# [Your objective]
Start at the line in the entries below that contains "for conversation in", stop at the line that contains "a single conversation.", and output exactly the lines in that span, both ends included.
•••••
//! # Contextor Chunker
//!
//! Splits conversations into [`Chunk`]s before they are embedded. Each
//! strategy is a pure function of the conversation and the
//! [`ChunkerConfig`]; the only runtime failure is a temporal split over
//! messages that carry no timestamp.
//!
//! ```text
//! Conversation ──► Chunker::chunk(strategy) ──► Vec<Chunk> ──► embed ──► index
//! ```

mod intent;
mod keywords;
mod semantic;
mod sliding;
mod temporal;
mod text;
mod topic;
mod turn;

use contextor_core::error::ChunkError;
use contextor_core::{Chunk, Conversation};
use serde::{Deserialize, Serialize};

pub use contextor_core::ChunkKind as ChunkStrategy;
pub use keywords::{top_keywords, topic_label};
pub use text::render_messages;

/// Size and grouping limits shared by all strategies.
#[derive(Debug, Clone, PartialEq, Serialize, Deserialize)]
pub struct ChunkerConfig {
    /// Window width in characters for sliding-window chunks
    pub max_chunk_size: usize,

    /// Characters repeated between consecutive windows
    pub overlap_size: usize,

    /// Complete user/assistant turns per turn chunk
    pub turns_per_chunk: usize,

    /// Width of a temporal window
    pub time_window_hours: u32,
}

impl Default for ChunkerConfig {
    fn default() -> Self {
        Self {
            max_chunk_size: 2000,
            overlap_size: 200,
            turns_per_chunk: 10,
            time_window_hours: 24,
        }
    }
}

impl ChunkerConfig {
    pub fn validate(&self) -> Result<(), ChunkError> {
        if self.max_chunk_size == 0 {
            return Err(ChunkError::InvalidConfig(
                "max_chunk_size must be greater than zero".into(),
            ));
        }
        if self.overlap_size >= self.max_chunk_size {
            return Err(ChunkError::InvalidConfig(format!(
                "overlap_size ({}) must be smaller than max_chunk_size ({})",
                self.overlap_size, self.max_chunk_size
            )));
        }
        if self.turns_per_chunk == 0 {
            return Err(ChunkError::InvalidConfig(
                "turns_per_chunk must be greater than zero".into(),
            ));
        }
        if self.time_window_hours == 0 {
            return Err(ChunkError::InvalidConfig(
                "time_window_hours must be greater than zero".into(),
            ));
        }
        Ok(())
    }
}

/// Segments conversations with a caller-selected strategy.
#[derive(Debug)]
pub struct Chunker {
    config: ChunkerConfig,
    intents: intent::IntentPatterns,
}

impl Chunker {
    /// Validate `config` and compile the intent patterns.
    pub fn new(config: ChunkerConfig) -> Result<Self, ChunkError> {
        config.validate()?;
        let intents = intent::IntentPatterns::compile()?;
        Ok(Self { config, intents })
    }

    pub fn config(&self) -> &ChunkerConfig {
        &self.config
    }

    /// Chunk every conversation in order. Empty conversations yield nothing.
    pub fn chunk(
        &self,
        strategy: ChunkStrategy,
        conversations: &[Conversation],
    ) -> Result<Vec<Chunk>, ChunkError> {
        let mut chunks = Vec::new();
        for conversation in conversations {
            chunks.extend(self.chunk_conversation(strategy, conversation)?);
        }
        tracing::debug!(
            strategy = %strategy,
            conversations = conversations.len(),
            chunks = chunks.len(),
            "Chunked conversations"
        );
        Ok(chunks)
    }

    /// Chunk a single conversation.
    pub fn chunk_conversation(
        &self,
        strategy: ChunkStrategy,
        conversation: &Conversation,
    ) -> Result<Vec<Chunk>, ChunkError> {
        if conversation.is_empty() {
            return Ok(Vec::new());
        }

        let chunks = match strategy {
            ChunkStrategy::Temporal => {
                temporal::chunk(conversation, self.config.time_window_hours)?
            }
            ChunkStrategy::Topic => topic::chunk(conversation),
            ChunkStrategy::SlidingWindow => sliding::chunk(
                conversation,
                self.config.max_chunk_size,
                self.config.overlap_size,
            ),
            ChunkStrategy::Turn => turn::chunk(conversation, self.config.turns_per_chunk),
            ChunkStrategy::Semantic => semantic::chunk(conversation),
            ChunkStrategy::Intent => intent::chunk(conversation, &self.intents),
        };
        Ok(chunks)
    }
}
•••••
# [Result]
        for conversation in conversations {
            chunks.extend(self.chunk_conversation(strategy, conversation)?);
        }
        tracing::debug!(
            strategy = %strategy,
            conversations = conversations.len(),
            chunks = chunks.len(),
            "Chunked conversations"
        );
        Ok(chunks)
    }

    /// Chunk a single conversation.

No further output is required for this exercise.